2. Split critical vs lazy payload

Packages that must be on the critical page-load path (e.g. tracing page load itself, generating propagation context for API requests) go in the initial bundle; everything else is loaded asynchronously after the critical render path completes.

3. Low-priority transport

Use navigator.sendBeacon() (concepts/send-beacon-telemetry-transport) instead of fetch() / XMLHttpRequest for telemetry export so network requests sit at the lowest priority tier below all customer-facing requests.

4. Baseline + budget

Set an explicit bundle-size budget for the telemetry payload and check it in CI. If a new OTel dependency exceeds the budget, it gets broken into critical + lazy halves before merging.

Zalando numbers

Source: sources/2024-07-28-zalando-opentelemetry-for-javascript-observability-at-zalando:

  • First off-the-shelf telemetry package trialled: ~400 KB added to page size — "we tried to integrate some telemetry packages only to realise they added about 400 KBs to the page size!"
  • Final cherry-picked Zalando SDK: ~30 KB added. >13× reduction.
  • Non-critical packages deferred to after critical load path.
  • Network transport via sendBeacon() at lowest priority.

When to use this pattern

  • Customer-facing web application where page-load performance matters (e-commerce checkout flow, news, SaaS login).
  • OTel JS browser integration where you'd otherwise take the default @opentelemetry/sdk-trace-web + auto-instrumentation bundle.
  • Fleet of web apps — define the budget once, enforce fleet-wide via the platform team's SDK (patterns/observability-sdk-as-zalando-specific-wrapper).
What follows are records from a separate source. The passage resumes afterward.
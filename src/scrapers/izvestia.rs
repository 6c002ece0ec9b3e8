//! Izvestia (`iz.ru`) tag feed scraper.
//!
//! # Page Structure
//!
//! A tag listing (`/tag/{topic}?page={n}`) contains one `div.lenta_news__day`
//! block per day. Each block has an `<h3>` with the day heading, links to
//! articles, and `div.lenta_news__day__list__item__title` headlines. The
//! first link and the first headline of a block make up its article stub.
//!
//! Article pages keep their text in `div[itemprop="articleBody"]`; older
//! layouts use `div.text-article__inside` instead.

use crate::error::{AppError, Result};
use crate::http::Document;
use crate::models::ArticleStub;
use crate::utils::strip_newlines;
use once_cell::sync::Lazy;
use scraper::{ElementRef, Html, Selector};
use tracing::{debug, instrument};

static DAY_BLOCK: Lazy<Selector> = Lazy::new(|| Selector::parse("div.lenta_news__day").unwrap());
static DATE_HEADING: Lazy<Selector> = Lazy::new(|| Selector::parse("h3").unwrap());
static LINK: Lazy<Selector> = Lazy::new(|| Selector::parse("a").unwrap());
static TITLE: Lazy<Selector> =
    Lazy::new(|| Selector::parse("div.lenta_news__day__list__item__title").unwrap());
static ARTICLE_BODY: Lazy<Selector> =
    Lazy::new(|| Selector::parse(r#"div[itemprop="articleBody"]"#).unwrap());
static ARTICLE_BODY_FALLBACK: Lazy<Selector> =
    Lazy::new(|| Selector::parse("div.text-article__inside").unwrap());
static PARAGRAPH: Lazy<Selector> = Lazy::new(|| Selector::parse("p").unwrap());

/// One tag feed on one site.
#[derive(Debug, Clone)]
pub struct IzvestiaFeed {
    origin: String,
    topic: String,
}

impl IzvestiaFeed {
    /// `origin` is scheme and host, e.g. `https://iz.ru`. A trailing slash is dropped.
    pub fn new(origin: impl Into<String>, topic: impl Into<String>) -> Self {
        let origin = origin.into().trim_end_matches('/').to_string();
        Self {
            origin,
            topic: topic.into(),
        }
    }

    /// Listing URL for a 0-based page index.
    pub fn feed_url(&self, page: u32) -> String {
        format!(
            "{}/tag/{}?page={}",
            self.origin,
            urlencoding::encode(&self.topic),
            page
        )
    }

    /// Extract one stub per day block, in document order.
    ///
    /// # Errors
    ///
    /// [`AppError::MalformedFeed`] if any block lacks its date heading, a link
    /// with an `href`, or a headline. The whole page fails; no block is skipped.
    #[instrument(level = "debug", skip(self, document))]
    pub fn parse_feed(&self, document: &Document, page_url: &str) -> Result<Vec<ArticleStub>> {
        let Some(html) = document.html() else {
            return Ok(Vec::new());
        };

        html.select(&DAY_BLOCK)
            .enumerate()
            .map(|(i, block)| self.parse_block(block, i, page_url))
            .collect()
    }

    fn parse_block(&self, block: ElementRef<'_>, index: usize, page_url: &str) -> Result<ArticleStub> {
        let missing = |what: &str| AppError::malformed_feed(page_url, format!("day block #{index} has no {what}"));

        let raw_date = first_text(block, &DATE_HEADING).ok_or_else(|| missing("<h3> date heading"))?;
        let href = block
            .select(&LINK)
            .next()
            .and_then(|a| a.value().attr("href"))
            .ok_or_else(|| missing("article link"))?;
        let title = first_text(block, &TITLE).ok_or_else(|| missing("title element"))?;

        let stub = ArticleStub {
            title: strip_newlines(&title),
            raw_date,
            url: format!("{}{}", self.origin, href),
        };
        debug!(index, url = %stub.url, "Parsed day block");
        Ok(stub)
    }
}

/// Concatenate the paragraphs of an article body.
///
/// Each paragraph loses its newlines and surrounding whitespace; paragraphs are
/// joined with no separator. An [`Document::Empty`] page yields an empty string.
///
/// # Errors
///
/// [`AppError::MalformedArticle`] when a parsed page has neither body container.
pub fn extract_text(document: &Document, url: &str) -> Result<String> {
    let Some(html) = document.html() else {
        return Ok(String::new());
    };
    let body = find_body(html).ok_or_else(|| AppError::MalformedArticle {
        url: url.to_string(),
    })?;

    Ok(body
        .select(&PARAGRAPH)
        .map(|p| strip_newlines(&p.text().collect::<String>()))
        .collect())
}

fn find_body(html: &Html) -> Option<ElementRef<'_>> {
    html.select(&ARTICLE_BODY)
        .next()
        .or_else(|| html.select(&ARTICLE_BODY_FALLBACK).next())
}

fn first_text(element: ElementRef<'_>, selector: &Selector) -> Option<String> {
    element
        .select(selector)
        .next()
        .map(|e| e.text().collect::<String>())
}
When not to use this pattern

  • Internal-only tools with captive audiences and no page-load performance budget — don't over-engineer a 300 KB dashboard.
  • Native mobile or Electron apps — no browser critical-render- path constraint (though code-size matters for install-size reasons).

Failure modes

  • Budget without enforcement — written-down targets that no CI check validates drift upward over releases.
  • Lazy load breaks page-load tracing — if the tracer for the initial navigation span is deferred it misses the very thing it's supposed to instrument. Page-load tracer must stay in the critical bundle.
  • SendBeacon loses data on aggressive unload — low priority means the browser may cancel queued beacons at unload; real-world data loss rate is small but nonzero. Don't use sendBeacon for audit-grade data.
  • Over-trimming breaks auto-instrumentation surface — cherry-picking too aggressively can leave holes where key framework events aren't instrumented. The SDK team has to own the completeness audit.

Sibling patterns

Alternative evaluated

Grafana Faro — Zalando called this out as "a great package to check out if you are starting from scratch". Faro is a browser-SDK purpose-built for frontend observability with bundle-size consciousness as a design primitive, so if you're greenfield and don't already have an OTel-based SDK family, Faro may sidestep the cherry-picking work.